This week the FX markets were quiet drained around the United States Thanks-Giving holiday. We saw little less Liquidity and volume in that regard. There was economical data from the New Zealand this past week, although most being low impact news.
Core Retail Sales QoQ
Retail spending continued to push higher in the September quarter, with a 0.9% gain in overall sales volumes. Even though spending was up by a modest 0.3%, this still shows a firm underlying picture of spending in the economy. Note that spending continues to be supported by low interest rates, strong population growth, and increased levels of tourist arrivals.
Trade Balance MoM & YoY (Oct)
As an export dependent economy, New Zealand has been seeing a decline in trade balance over the past couple of months.An exporting country like New Zealand would always want to see a rising trade balance because that simply means that they could buy more imports with the same amount of exports. So therefore, with a declining trade balance, New Zealand has to pay more for imports because the exports that keep their economy healthy are failing in relative to the price of imports they need to buy.
We saw a Trade deficit of $846m for October, even though the figure higher was than expected. This comes in following a $1.394m deficit in September.
The kiwi has been performing relatively well against the Euro. It continued it’s strength into this past week. The markets continue to price in no ECB rate cut this year, with a 0% chance of a rate hike next month. If ECB President, Draghi, does offer insight into the ECB’s next steps, we will be focused on hearing what they intend to do with their capital key and deposit threshold requirements. All that I know now is that it is looking for ways in which it can lend out most of its debt to prevent a freeze in its 5.5 trillion euro short-term funding market which underpins its financial system.
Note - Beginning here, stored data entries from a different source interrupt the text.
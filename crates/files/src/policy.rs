//! Upload acceptance rules applied before a payload is hashed.

use crate::payload::Payload;
use serde::{Deserialize, Serialize};

/// Reasons a payload is refused.
#[derive(Debug, Clone, PartialEq, Eq, thiserror::Error)]
pub enum PolicyError {
    #[error("payload is empty")]
    Empty,
    #[error("file size {size} exceeds the {limit} limit")]
    TooLarge { size: String, limit: String },
    #[error("file type not supported: {0}")]
    UnsupportedType(String),
}

/// Size and type limits for uploads.
#[derive(Debug, Clone, PartialEq, Eq, Serialize, Deserialize)]
pub struct UploadPolicy {
    /// Maximum accepted size in bytes; `None` means unlimited.
    pub max_size_bytes: Option<u64>,
    /// Accepted MIME types; empty accepts any type.
    #[serde(default)]
    pub allowed_mime_types: Vec<String>,
    /// Extensions (with leading dot) accepted regardless of MIME type.
    #[serde(default)]
    pub allowed_extensions: Vec<String>,
}

impl Default for UploadPolicy {
    fn default() -> Self {
        Self::permissive()
    }
}

impl UploadPolicy {
    /// 100 MiB, the gateway limit the vault applies to medical files.
    pub const MEDICAL_MAX_SIZE: u64 = 100 * 1024 * 1024;

    /// Accepts any non-empty payload.
    pub fn permissive() -> Self {
        Self {
            max_size_bytes: None,
            allowed_mime_types: Vec::new(),
            allowed_extensions: Vec::new(),
        }
    }

    /// PDF, JPEG, PNG and DICOM up to 100 MiB. DICOM files often arrive
    /// without a MIME type, so the `.dcm` extension is enough.
    pub fn medical() -> Self {
        Self {
            max_size_bytes: Some(Self::MEDICAL_MAX_SIZE),
            allowed_mime_types: vec![
                "application/pdf".into(),
                "image/jpeg".into(),
                "image/png".into(),
                "image/dicom".into(),
                "application/dicom".into(),
            ],
            allowed_extensions: vec![".dcm".into()],
        }
    }

    pub fn with_max_size(mut self, max_size_bytes: u64) -> Self {
        self.max_size_bytes = Some(max_size_bytes);
        self
    }

    pub fn check(&self, payload: &Payload) -> Result<(), PolicyError> {
        if payload.is_empty() {
            return Err(PolicyError::Empty);
        }

        let size = payload.len() as u64;
        if let Some(limit) = self.max_size_bytes {
            if size > limit {
                return Err(PolicyError::TooLarge {
                    size: format_file_size(size),
                    limit: format_file_size(limit),
                });
            }
        }

        if self.allowed_mime_types.is_empty() {
            return Ok(());
        }

        let mime_ok = payload
            .mime_type
            .as_deref()
            .map(|m| self.allowed_mime_types.iter().any(|a| a.eq_ignore_ascii_case(m)))
            .unwrap_or(false);
        let ext_ok = payload
            .extension()
            .map(|ext| self.allowed_extensions.iter().any(|a| a.eq_ignore_ascii_case(&ext)))
            .unwrap_or(false);

        if mime_ok || ext_ok {
            Ok(())
        } else {
            Err(PolicyError::UnsupportedType(
                payload
                    .mime_type
                    .clone()
                    .or_else(|| payload.file_name.clone())
                    .unwrap_or_else(|| "unknown".to_string()),
            ))
        }
    }
}

/// Human-readable size: `0 Bytes`, `1.5 KB`, `100 MB`.
pub fn format_file_size(bytes: u64) -> String {
    const UNITS: [&str; 4] = ["Bytes", "KB", "MB", "GB"];
    if bytes == 0 {
        return "0 Bytes".to_string();
    }
    let mut value = bytes as f64;
    let mut unit = 0;
    while value >= 1024.0 && unit < UNITS.len() - 1 {
        value /= 1024.0;
        unit += 1;
    }
    let rounded = (value * 100.0).round() / 100.0;
    format!("{} {}", rounded, UNITS[unit])
}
The Aussie dollar made up for much of last week’s losses. We did not have much economic data coming from Australia this week, apart from a disappointing ‘Construction Work Done’ figures and a speech the two assistant governors. In His speech he stated that the unemployment rate, which has declined over the past year by more than expected, is likely to edge just a little lower over the next two years. That implies that there will be some spare capacity in the labor market for a time.
With low inflation, the RBA expects underlying inflation to remain around 1½ per cent for a few quarters before gradually increasing to more normal levels
The yens continued to be the worst performing currency this week. Japanese Yen look to the Bank of Japan to guide near-term moves in the Yen, and this is especially true as the recent global bond market sell-off has pushed Japanese Government Bond yields to the BoJ’s stated ceilings. In September BoJ Governor Haruhiko Kuroda and his staff announced the bank would purchase unlimited amounts of JGB’s in order to control rates.